Lunchtime with Gluten-free Kids





Making a change in your diet as significant as going gluten-free can be hard, really, really hard. All depending on what you were eating before the change though, it doesn’t have to be that bad. In the beginning, it’s normal to crave the foods you aren’t eating any more. Food is addictive much like any other vice. Why do you America is the most obese country in the world? Gluten is simply an additive in our food that makes it more desirable. In some cases, it makes it easier to cook with or more filling. But it does not make it more nutritious.

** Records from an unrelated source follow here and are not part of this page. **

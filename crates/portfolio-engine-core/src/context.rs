use tokio_util::sync::CancellationToken;

use crate::error::EngineError;
use crate::EngineResult;

type ProgressFn = dyn Fn(u8, &str) + Send + Sync;

/// Cancellation and progress plumbing threaded through the compute pipeline.
///
/// The synchronous call path uses [`ExecutionContext::foreground`], which
/// never cancels and reports nowhere. The background layer installs a live
/// token plus a callback that forwards onto its event channel.
pub struct ExecutionContext {
    cancel: CancellationToken,
    on_progress: Option<Box<ProgressFn>>,
}

impl ExecutionContext {
    /// Context for direct synchronous calls: no cancellation, no progress.
    pub fn foreground() -> Self {
        Self {
            cancel: CancellationToken::new(),
            on_progress: None,
        }
    }

    /// Context driven by an external cancellation token.
    pub fn with_cancellation(cancel: CancellationToken) -> Self {
        Self {
            cancel,
            on_progress: None,
        }
    }

    /// Install a progress callback.
    pub fn on_progress(mut self, f: impl Fn(u8, &str) + Send + Sync + 'static) -> Self {
        self.on_progress = Some(Box::new(f));
        self
    }

    /// Poll the cancellation token. Cancellation is honoured only at these
    /// loop boundaries, never by preemption.
    pub fn checkpoint(&self) -> EngineResult<()> {
        if self.cancel.is_cancelled() {
            Err(EngineError::TaskCancelled)
        } else {
            Ok(())
        }
    }

    /// Report coarse progress: percent of total work plus a stage message.
    pub fn report(&self, percent: u8, stage: &str) {
        if let Some(cb) = &self.on_progress {
            cb(percent.min(100), stage);
        }
    }
}

impl Default for ExecutionContext {
    fn default() -> Self {
        Self::foreground()
    }
}

/// Emission stride for a loop of `total` iterations: roughly every 10%.
pub(crate) fn progress_stride(total: usize) -> usize {
    (total / 10).max(1)
}

pub(crate) fn percent_of(done: usize, total: usize) -> u8 {
    if total == 0 {
        100
    } else {
        ((done * 100) / total).min(100) as u8
    }
}
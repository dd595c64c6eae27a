pub mod constraints;
pub mod context;
pub mod covariance;
pub mod error;
pub mod frontier;
pub mod matrix;
pub mod metrics;
pub mod optimizer;
pub mod solver;
pub mod types;

#[cfg(feature = "background")]
pub mod background;

pub use error::EngineError;
pub use types::*;

/// Standard result type for all engine operations
pub type EngineResult<T> = Result<T, EngineError>;
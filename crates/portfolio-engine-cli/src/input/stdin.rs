use portfolio_engine_core::AssetData;
use std::io::{self, Read};

use super::CliResult;

/// Attempt to read asset JSON from stdin if data is being piped.
/// Returns None if stdin is a TTY (interactive).
pub fn read_assets() -> CliResult<Option<Vec<AssetData>>> {
    if atty::is(atty::Stream::Stdin) {
        return Ok(None);
    }

    let mut buffer = String::new();
    io::stdin().read_to_string(&mut buffer)?;

    let trimmed = buffer.trim();
    if trimmed.is_empty() {
        return Ok(None);
    }

    let assets: Vec<AssetData> = serde_json::from_str(trimmed)?;
    Ok(Some(assets))
}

Gluten isn’t necessarily bad for you if eaten in balance with protein and nutrient dense produce. Unfortunately though, that balance has taken on a whole new definition in our society and people are eating way too much gluten. This can lead to problems with weight, sleep, energy and even our immune systems. (And if you have an actual gluten intolerance, the list is significantly worse.)

Read more myths about gluten here.

To help on your journey to a low-gluten or gluten-free diet, here are examples of lunches I prepare for myself and my kids as we experiment with gluten-free living. There have been no complaints in my household and the girls devour their meals like normal. Six thumbs up from Princess kids.

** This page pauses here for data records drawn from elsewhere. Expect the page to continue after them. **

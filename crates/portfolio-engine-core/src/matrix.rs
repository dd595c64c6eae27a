use rust_decimal::Decimal;
use rust_decimal_macros::dec;

use crate::context::{percent_of, progress_stride, ExecutionContext};
use crate::error::EngineError;
use crate::EngineResult;

/// Pivot magnitudes below this are treated as singular.
pub const PIVOT_THRESHOLD: Decimal = dec!(0.000000000001);

/// Default diagonal loading applied before inversion.
pub const DEFAULT_REGULARIZATION: Decimal = dec!(0.000001);

// ---------------------------------------------------------------------------
// Vector and matrix algebra
// ---------------------------------------------------------------------------

/// Dot product.
pub fn vec_dot(a: &[Decimal], b: &[Decimal]) -> Decimal {
    a.iter().zip(b.iter()).map(|(x, y)| *x * *y).sum()
}

/// Matrix-vector multiplication.
pub fn mat_vec_multiply(mat: &[Vec<Decimal>], v: &[Decimal]) -> Vec<Decimal> {
    mat.iter().map(|row| vec_dot(row, v)).collect()
}

/// Matrix-matrix multiplication.
pub fn mat_multiply(a: &[Vec<Decimal>], b: &[Vec<Decimal>]) -> Vec<Vec<Decimal>> {
    let m = a.len();
    let p = if m > 0 { a[0].len() } else { 0 };
    let n_cols = if !b.is_empty() { b[0].len() } else { 0 };
    let mut c = vec![vec![Decimal::ZERO; n_cols]; m];
    for i in 0..m {
        for j in 0..n_cols {
            let mut sum = Decimal::ZERO;
            for k in 0..p {
                sum += a[i][k] * b[k][j];
            }
            c[i][j] = sum;
        }
    }
    c
}

/// Add `epsilon` to every diagonal entry of a covariance matrix.
///
/// Diagonal loading guarantees strict positive-definiteness ahead of
/// inversion; the optimization pipeline always applies it.
pub fn regularize(cov: &[Vec<Decimal>], epsilon: Decimal) -> Vec<Vec<Decimal>> {
    cov.iter()
        .enumerate()
        .map(|(i, row)| {
            row.iter()
                .enumerate()
                .map(|(j, v)| if i == j { *v + epsilon } else { *v })
                .collect()
        })
        .collect()
}

/// Matrix inverse via Gauss-Jordan elimination with partial pivoting on the
/// augmented `[A | I]` system.
///
/// For each pivot column the row with the largest absolute pivot among the
/// remaining rows is selected; a best pivot below [`PIVOT_THRESHOLD`] fails
/// with [`EngineError::SingularMatrix`]. O(n^3), which is fine for the tens
/// to low hundreds of assets this engine targets.
#[allow(clippy::needless_range_loop)]
pub fn invert(mat: &[Vec<Decimal>], ctx: &ExecutionContext) -> EngineResult<Vec<Vec<Decimal>>> {
    let n = mat.len();
    if n == 0 {
        return Ok(Vec::new());
    }
    for (i, row) in mat.iter().enumerate() {
        if row.len() != n {
            return Err(EngineError::InvalidInput {
                field: "matrix".into(),
                reason: format!("Row {} has {} columns, expected {}", i, row.len(), n),
            });
        }
    }

    let mut aug: Vec<Vec<Decimal>> = Vec::with_capacity(n);
    for i in 0..n {
        let mut row = Vec::with_capacity(2 * n);
        row.extend_from_slice(&mat[i]);
        for j in 0..n {
            row.push(if i == j { Decimal::ONE } else { Decimal::ZERO });
        }
        aug.push(row);
    }

    let stride = progress_stride(n);
    for col in 0..n {
        ctx.checkpoint()?;
        if col % stride == 0 {
            ctx.report(
                percent_of(col, n),
                &format!("Inverting matrix: column {}/{}", col + 1, n),
            );
        }

        // Partial pivoting
        let mut max_row = col;
        let mut max_val = aug[col][col].abs();
        for row in (col + 1)..n {
            let val = aug[row][col].abs();
            if val > max_val {
                max_val = val;
                max_row = row;
            }
        }

        if max_val < PIVOT_THRESHOLD {
            return Err(EngineError::SingularMatrix {
                column: col,
                pivot: max_val,
            });
        }

        if max_row != col {
            aug.swap(col, max_row);
        }

        // Scale pivot row
        let pivot = aug[col][col];
        for cell in aug[col].iter_mut() {
            *cell /= pivot;
        }

        // Eliminate other rows
        let pivot_row = aug[col].clone();
        for row in 0..n {
            if row == col {
                continue;
            }
            let factor = aug[row][col];
            if factor.is_zero() {
                continue;
            }
            for (cell, &pv) in aug[row].iter_mut().zip(pivot_row.iter()) {
                *cell -= factor * pv;
            }
        }
    }

    Ok(aug.iter().map(|row| row[n..].to_vec()).collect())
}

/// Square root via Newton's method (20 iterations).
pub(crate) fn sqrt_decimal(val: Decimal) -> Decimal {
    if val <= Decimal::ZERO {
        return Decimal::ZERO;
    }
    if val == Decimal::ONE {
        return Decimal::ONE;
    }
    let two = dec!(2);
    let mut guess = val / two;
    if guess.is_zero() {
        guess = dec!(0.0000001);
    }
    for _ in 0..20 {
        if guess.is_zero() {
            return Decimal::ZERO;
        }
        guess = (guess + val / guess) / two;
    }
    guess
}

// ---------------------------------------------------------------------------
// Tests
// ---------------------------------------------------------------------------

#[cfg(test)]
mod tests {
    use super::*;

    const TOLERANCE: Decimal = dec!(0.000001);

    fn assert_identity(product: &[Vec<Decimal>]) {
        let n = product.len();
        for i in 0..n {
            for j in 0..n {
                let expected = if i == j { Decimal::ONE } else { Decimal::ZERO };
                assert!(
                    (product[i][j] - expected).abs() < TOLERANCE,
                    "Product[{}][{}] = {}, expected {}",
                    i,
                    j,
                    product[i][j],
                    expected
                );
            }
        }
    }

    // ------------------------------------------------------------------
    // 1. Inverse times original is the identity
    // ------------------------------------------------------------------
    #[test]
    fn test_inverse_identity() {
        let a = vec![vec![dec!(2), dec!(1)], vec![dec!(5), dec!(3)]];
        let inv = invert(&a, &ExecutionContext::foreground()).unwrap();
        assert_identity(&mat_multiply(&a, &inv));
    }

    // ------------------------------------------------------------------
    // 2. Well-conditioned SPD covariance inverts cleanly
    // ------------------------------------------------------------------
    #[test]
    fn test_inverse_spd_covariance() {
        let a = vec![
            vec![dec!(0.0225), dec!(0.006), dec!(0.003)],
            vec![dec!(0.006), dec!(0.04), dec!(0.01)],
            vec![dec!(0.003), dec!(0.01), dec!(0.0625)],
        ];
        let inv = invert(&a, &ExecutionContext::foreground()).unwrap();
        assert_identity(&mat_multiply(&a, &inv));
    }

    // ------------------------------------------------------------------
    // 3. Zero leading pivot is rescued by row swapping
    // ------------------------------------------------------------------
    #[test]
    fn test_partial_pivoting_row_swap() {
        let a = vec![vec![dec!(0), dec!(1)], vec![dec!(1), dec!(0)]];
        let inv = invert(&a, &ExecutionContext::foreground()).unwrap();
        assert_identity(&mat_multiply(&a, &inv));
    }

    // ------------------------------------------------------------------
    // 4. Singular matrix is rejected
    // ------------------------------------------------------------------
    #[test]
    fn test_singular_matrix_rejected() {
        let a = vec![vec![dec!(0.01), dec!(0.01)], vec![dec!(0.01), dec!(0.01)]];
        let err = invert(&a, &ExecutionContext::foreground());
        assert!(matches!(
            err,
            Err(EngineError::SingularMatrix { column: 1, .. })
        ));
    }

    // ------------------------------------------------------------------
    // 5. Regularization unlocks a singular covariance
    // ------------------------------------------------------------------
    #[test]
    fn test_regularization_makes_invertible() {
        let a = vec![vec![dec!(0.01), dec!(0.01)], vec![dec!(0.01), dec!(0.01)]];
        let reg = regularize(&a, DEFAULT_REGULARIZATION);
        assert_eq!(reg[0][0], dec!(0.010001));
        assert_eq!(reg[0][1], dec!(0.01));
        let inv = invert(&reg, &ExecutionContext::foreground()).unwrap();
        assert_identity(&mat_multiply(&reg, &inv));
    }

    // ------------------------------------------------------------------
    // 6. Non-square input is invalid
    // ------------------------------------------------------------------
    #[test]
    fn test_ragged_matrix_invalid() {
        let a = vec![vec![dec!(1), dec!(2)], vec![dec!(3)]];
        assert!(matches!(
            invert(&a, &ExecutionContext::foreground()),
            Err(EngineError::InvalidInput { .. })
        ));
    }

    // ------------------------------------------------------------------
    // 7. Empty matrix inverts to empty
    // ------------------------------------------------------------------
    #[test]
    fn test_empty_matrix() {
        let a: Vec<Vec<Decimal>> = Vec::new();
        assert!(invert(&a, &ExecutionContext::foreground())
            .unwrap()
            .is_empty());
    }

    // ------------------------------------------------------------------
    // 8. Dot product and matrix-vector helpers
    // ------------------------------------------------------------------
    #[test]
    fn test_vec_dot() {
        let a = vec![dec!(1), dec!(2), dec!(3)];
        let b = vec![dec!(4), dec!(5), dec!(6)];
        assert_eq!(vec_dot(&a, &b), dec!(32));
    }

    #[test]
    fn test_mat_vec_multiply() {
        let m = vec![vec![dec!(1), dec!(2)], vec![dec!(3), dec!(4)]];
        let v = vec![dec!(1), dec!(1)];
        assert_eq!(mat_vec_multiply(&m, &v), vec![dec!(3), dec!(7)]);
    }

    // ------------------------------------------------------------------
    // 9. Sqrt helper
    // ------------------------------------------------------------------
    #[test]
    fn test_sqrt_decimal() {
        assert!((sqrt_decimal(dec!(4)) - dec!(2)).abs() < dec!(0.0000001));
        assert!((sqrt_decimal(dec!(0.00225)) - dec!(0.047434)).abs() < dec!(0.00001));
        assert_eq!(sqrt_decimal(Decimal::ZERO), Decimal::ZERO);
        assert_eq!(sqrt_decimal(dec!(-1)), Decimal::ZERO);
        assert_eq!(sqrt_decimal(Decimal::ONE), Decimal::ONE);
    }

    // ------------------------------------------------------------------
    // 10. Cancellation is honoured at column boundaries
    // ------------------------------------------------------------------
    #[test]
    fn test_invert_honours_cancellation() {
        use tokio_util::sync::CancellationToken;

        let token = CancellationToken::new();
        token.cancel();
        let ctx = ExecutionContext::with_cancellation(token);
        let a = vec![vec![dec!(2), dec!(1)], vec![dec!(5), dec!(3)]];
        assert!(matches!(invert(&a, &ctx), Err(EngineError::TaskCancelled)));
    }
}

1. Raw [organic] carrot sticks. Sliced [organic] apples. Homemade garlic rice Chex. Mozzarella string cheese. Sunflower seed kernels. Dark chocolate chips.





2. Sunbutter/[organic] apple slice sandwiches. Mozzarella cheese stick. Raw [organic] carrot sticks. Organic brown rice cake drizzled with raw local honey.


3. [Organic] celery sticks with all natural peanut butter and raisins. Homemade [organic] powdered sugar-coated rice Chex. Dark chocolate chips. Leftover Chipotle chicken rice bowl served in [organic] corn taco shell.


4.Raw [organic] carrot sticks. Simply Balanced strawberry fruit leather from Target. Sliced [organic] apples. Raw pecans. Mozzarella cheese stick. [Organic] corn tortilla chips with pineapple salsa.



5. Plantain chips. Grapes. Mozzarella cheese stick. Homemade caramel popcorn. Raw [organic] carrot sticks.



6. Much of the same from above but added a homemade trail mix: sliced almonds, roasted pumpkin seeds, peanuts and sunflower seeds with some dried cranberries and blueberries topped with a couple of dark chocolate chips, [organic] brown sugar and drizzled with raw, local honey.


7. Homemade chicken salad (using sliced almonds, [organic] mayonnaise, [organic] celery and onion). Gluten-free “Oreo’s” from Trader Joe’s (a special treat). Mozzarella cheese stick. Yellow [organic] corn tortilla chips and pineapple salsa.